Earlier this year, Assamese filmmaker Himjyoti Talukdar’s Calendar opened in Assam to positive reviews. However, due to lack of finances, the indie filmmaker was unable to take the film to Assamese audiences in other cities. That’s when he reached out to the team of 1018mb, a ‘movie-on-demand’ screening company, based out of Mumbai. Talukdar wanted screenings of his film in the metro cities and was willing to use his own network to spread the word among the Assamese community. “The film, about an ageing couple and their relationship with their son, has since had multiple shows in Mumbai, Delhi, Kolkata and Bangalore. Using our 900-screen network across India, we have been able to provide the filmmaker with the slots he wanted with an occupancy that a regional film otherwise would rarely see,” points out Santhosh Kumar, one of the core team members of 1018mb.
1018mb, which began operations in late 2015, started out based on the ‘movie-on-demand’ concept. “The idea was that if there is a popular film that the audience wants to watch on the big screen, we arrange it. So, initially, we got rights to screen classics such as Jaane Bhi Do Yaaron and Andaz Apna Apna, which continue to do well even today,” explains Kumar, who is one of the five founders of 1018mb.
The model they started out with, worked, and 1018mb has now tied up with multiple multiplex chains, including Cineplex and Cinepolis, which allows them access to 900 screens across India, including Tier 2 and 3 cities. They use a distribution model and share the revenue with the multiplex as well as the producers of the film. “Since we do not hold a show without a minimum of confirmed 30-40 per cent bookings, we don’t face occupancy issues. This also gives multiplex chains the incentive to give us the slots we demand,” says Kumar, explaining the model. The tickets are priced at the same rates as a cinema would sell them at.
The company also entertains requests. So, if fans or a fan club of an actor, filmmaker or a particular film reach out, requesting for a specific screening, we arrange it for them. “Most of them are for classics or regional films. But we even received requests for Govinda’s Raja Babu and Padmaavat,” Kumar points out. A large part of the company’s resources is spent on arranging the content. Parth Savla, in charge of the job, often spends months trying to find a print of a classic, sometimes only to fail. “It took a year for me to source Aradhana and Amar Prem. The distribution rights of a Hindi classic often change hands and it takes time to track the concerned person. On the other hand, a DCPs (Digital Cinema Package; the format compatible for digital screenings in theatres) of English films are tough to find. In such cases, we opt to screen Blu-Ray or DVDs of those films in non-theatrical venues, such as preview theatres and pubs,” Savla says.
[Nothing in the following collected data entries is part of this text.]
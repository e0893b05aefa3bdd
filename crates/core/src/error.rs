//! Error types for Agora Core

use serde::{Deserialize, Serialize};
use thiserror::Error;

use crate::models::{ParticipantId, RoomKey};

#[derive(Error, Debug)]
pub enum Error {
    #[error("Room not found: {0}")]
    RoomNotFound(RoomKey),

    #[error("Room {0} is full")]
    RoomFull(RoomKey),

    #[error("Not your turn: waiting for {expected}, got {actual}")]
    NotYourTurn {
        expected: ParticipantId,
        actual: ParticipantId,
    },

    #[error("Debate in room {0} is not in progress")]
    RoomNotInProgress(RoomKey),

    #[error("Debate in room {0} has already completed")]
    RoomAlreadyCompleted(RoomKey),

    #[error("Invalid request: {0}")]
    Validation(String),

    #[error("Player not found: {0}")]
    PlayerNotFound(String),

    #[error("Player already exists: {0}")]
    PlayerExists(String),

    #[error("Could not allocate a unique room key after {0} attempts")]
    KeySpaceExhausted(u32),

    #[error("Configuration error: {0}")]
    Config(String),

    #[error("Database error: {0}")]
    Database(#[from] rusqlite::Error),

    #[error("IO error: {0}")]
    Io(#[from] std::io::Error),

    #[error("Serialization error: {0}")]
    Serialization(#[from] serde_json::Error),

    #[error("Config parse error: {0}")]
    ConfigParse(#[from] toml::de::Error),

    #[error("Scoring task failed: {0}")]
    Scoring(String),
}

pub type Result<T> = std::result::Result<T, Error>;

/// Broad failure class a caller uses to decide how to react
#[derive(Debug, Clone, Copy, PartialEq, Eq)]
pub enum ErrorKind {
    /// Bad input, state unchanged
    Validation,
    /// Legal input at the wrong moment, state unchanged
    StateConflict,
    /// Referenced room or player does not exist
    NotFound,
    /// Storage, configuration or runtime failure
    Internal,
}

/// Stable failure code carried over the wire
#[derive(Debug, Clone, Copy, PartialEq, Eq, Serialize, Deserialize)]
#[serde(rename_all = "snake_case")]
pub enum ErrorCode {
    NotFound,
    RoomFull,
    NotYourTurn,
    NotInProgress,
    AlreadyCompleted,
    Validation,
    PlayerNotFound,
    PlayerExists,
    Internal,
}

impl Error {
    pub fn code(&self) -> ErrorCode {
        match self {
            Error::RoomNotFound(_) => ErrorCode::NotFound,
            Error::RoomFull(_) => ErrorCode::RoomFull,
            Error::NotYourTurn { .. } => ErrorCode::NotYourTurn,
            Error::RoomNotInProgress(_) => ErrorCode::NotInProgress,
            Error::RoomAlreadyCompleted(_) => ErrorCode::AlreadyCompleted,
            Error::Validation(_) => ErrorCode::Validation,
            Error::PlayerNotFound(_) => ErrorCode::PlayerNotFound,
            Error::PlayerExists(_) => ErrorCode::PlayerExists,
            Error::KeySpaceExhausted(_)
            | Error::Config(_)
            | Error::Database(_)
            | Error::Io(_)
            | Error::Serialization(_)
            | Error::ConfigParse(_)
            | Error::Scoring(_) => ErrorCode::Internal,
        }
    }

    pub fn kind(&self) -> ErrorKind {
        match self.code() {
            ErrorCode::Validation | ErrorCode::PlayerExists => ErrorKind::Validation,
            ErrorCode::RoomFull
            | ErrorCode::NotYourTurn
            | ErrorCode::NotInProgress
            | ErrorCode::AlreadyCompleted => ErrorKind::StateConflict,
            ErrorCode::NotFound | ErrorCode::PlayerNotFound => ErrorKind::NotFound,
            ErrorCode::Internal => ErrorKind::Internal,
        }
    }
}

#[cfg(test)]
mod tests {
    use super::*;

    #[test]
    fn test_state_conflicts_are_classified() {
        let key = RoomKey::new("ABC123");
        let err = Error::NotYourTurn {
            expected: ParticipantId::new("alice"),
            actual: ParticipantId::new("bob"),
        };
        assert_eq!(err.code(), ErrorCode::NotYourTurn);
        assert_eq!(err.kind(), ErrorKind::StateConflict);
        assert_eq!(Error::RoomFull(key.clone()).kind(), ErrorKind::StateConflict);
        assert_eq!(Error::RoomNotFound(key).kind(), ErrorKind::NotFound);
    }

    #[test]
    fn test_error_code_wire_names() {
        let json = serde_json::to_string(&ErrorCode::AlreadyCompleted).unwrap();
        assert_eq!(json, "\"already_completed\"");
    }
}
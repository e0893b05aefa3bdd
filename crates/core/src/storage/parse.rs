//! Database value parsing utilities

use chrono::{DateTime, Utc};
use rusqlite::types::Type;
use rusqlite::Error as SqlError;
use uuid::Uuid;

/// Parse a UUID from a database string column
pub fn parse_uuid(s: &str) -> Result<Uuid, SqlError> {
    Uuid::parse_str(s).map_err(|e| SqlError::FromSqlConversionFailure(0, Type::Text, Box::new(e)))
}

/// Parse a DateTime from an RFC3339 string
pub fn parse_datetime(s: &str) -> Result<DateTime<Utc>, SqlError> {
    DateTime::parse_from_rfc3339(s)
        .map(|dt| dt.with_timezone(&Utc))
        .map_err(|e| SqlError::FromSqlConversionFailure(0, Type::Text, Box::new(e)))
}

/// Extension trait for converting rusqlite Results to Option
pub trait OptionalExt<T> {
    fn optional(self) -> Result<Option<T>, SqlError>;
}

impl<T> OptionalExt<T> for Result<T, SqlError> {
    fn optional(self) -> Result<Option<T>, SqlError> {
        match self {
            Ok(v) => Ok(Some(v)),
            Err(SqlError::QueryReturnedNoRows) => Ok(None),
            Err(e) => Err(e),
        }
    }
}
As and when they can, the team ropes in the makers of a film for a round of interaction with the audience. For instance, they had Anurag Kashyap for a screening of his film Gulaal. “Very often, our audience comprises fans or youngsters who experiment with genres and content. For them, such interactions are value addition,” says Kumar.
However, after a successful run of over two years, where they have managed to build a loyal audience base across the metros using social media, 1018mb is now looking to lend their business a new dimension. Encouraged by the response to Calendar and similar films, the team wants to expand their role as distributors. The Malayalam film Angamaly Diaries, for instance, has seen at least two screenings every month across multiple cities and managed to garner a response. They are now reaching out to the makers of National Award-winning films and those that do well at festivals. The vision that Kumar and his colleagues have, may be able to provide an alternative distribution model to smaller films and indie filmmakers. Apart from 1018mb, only PVR offers ‘movie-on-demand’ screening services under the brand Vkaao. While PVR has a library of acquired titles, they stick to popular titles as opposed to 1018mb which is focussing on
“Like Talukdar, the makers of such films struggle to release their films in theatres. We realise that we can bridge that gap, providing filmmakers an opportunity and avenue to reach out to an audience, however niche it may be,” Kumar explains. “It’s even easier for us to do that for documentary films that are one-hour long or so because the theatre can simply squeeze a show between its regular screenings. And we can provide non-theatrical venues to films that don’t have a censor certificate.”